Uncertainty Analysis and Optimization Modeling with Application to Supply Chain Management: A Systematic Review
In recent years, there have been frequent cases of impact on the stable development of supply chain economy caused by uncertain events such as COVID-19 and extreme weather events. The creation, management, and impact coping techniques of the supply chain economy now face wholly novel requirements as a result of the escalating level of global uncertainty. Although a significant literature applies uncertainty analysis and optimization modeling (UAO) to study supply chain management (SCM) under uncertainty, there is a lack of systematic literature review and research classification. Therefore, in this paper, 121 articles published in 44 international academic journals between 2015 and 2022 are extracted from the Web of Science database and reviewed using the Preferred Reporting Items for Systematic Reviews and Meta-Analyses (PRISMA).

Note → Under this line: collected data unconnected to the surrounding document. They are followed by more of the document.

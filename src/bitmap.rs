//! Free-block bitmap.
//!
//! Block 1 holds one bit per block, LSB-first within each byte: bit `i`
//! lives at byte `i / 8`, position `i % 8`, and is set iff block `i` is
//! in use. The bits covering the superblock, the bitmap itself, and the
//! inode table are set at format time and never cleared.
//!
//! Allocation is strictly first-fit by ascending block number. That
//! ordering is observable through `statfs` accounting, so it must not
//! be replaced by a next-fit or random-fit policy.

use crate::error::FsError;
use crate::fs::Fs5600;
use crate::param::BSIZE;
use crate::superblock::BITMAP_BLOCK;

impl Fs5600 {
    /// Allocates the first free data block. The contents of the
    /// returned block are undefined; callers that expose it must zero
    /// it first.
    pub(crate) fn balloc(&mut self) -> Result<u32, FsError> {
        let mut buf = [0u8; BSIZE];
        self.dev.read(BITMAP_BLOCK, &mut buf)?;
        for b in self.sb.data_start()..self.sb.nblocks {
            let m = 1u8 << (b % 8);
            if buf[b as usize / 8] & m == 0 {
                buf[b as usize / 8] |= m;
                self.dev.write(BITMAP_BLOCK, &buf)?;
                return Ok(b);
            }
        }
        log::debug!("out of data blocks ({} total)", self.sb.nblocks);
        Err(FsError::NoSpace)
    }

    /// Returns block `b` to the free pool.
    pub(crate) fn bfree(&mut self, b: u32) -> Result<(), FsError> {
        let mut buf = [0u8; BSIZE];
        self.dev.read(BITMAP_BLOCK, &mut buf)?;
        let m = 1u8 << (b % 8);
        debug_assert_ne!(buf[b as usize / 8] & m, 0, "freeing free block");
        buf[b as usize / 8] &= !m;
        self.dev.write(BITMAP_BLOCK, &buf)?;
        Ok(())
    }

    /// Number of blocks not marked in use.
    pub(crate) fn count_free(&mut self) -> Result<u32, FsError> {
        let mut buf = [0u8; BSIZE];
        self.dev.read(BITMAP_BLOCK, &mut buf)?;
        let mut free = 0;
        for b in 0..self.sb.nblocks {
            if buf[b as usize / 8] & (1 << (b % 8)) == 0 {
                free += 1;
            }
        }
        Ok(free)
    }
}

Bibliometric analysis and CiteSpace software are used to identify current developments in the field and to summarize research characteristics and hot topics. The selected published articles are classified and analyzed by author name, year of publication, application area, country, research purposes, modeling methods, research gaps and contributions, research results, and journals to comprehensively review and evaluate the SCM in the application of UAO. We find that UAO is widely used in SCM under uncertainty, especially in the field of decision-making, where it is common practice to abstractly model the decision problem to obtain scientific decision results. This study hopes to provide an important and valuable reference for future research on SCM under uncertainty. Future research could combine uncertainty theory with supply chain management segments (e.g., emergency management, resilience management, and security management), behavioral factors, big data technologies, artificial intelligence, etc.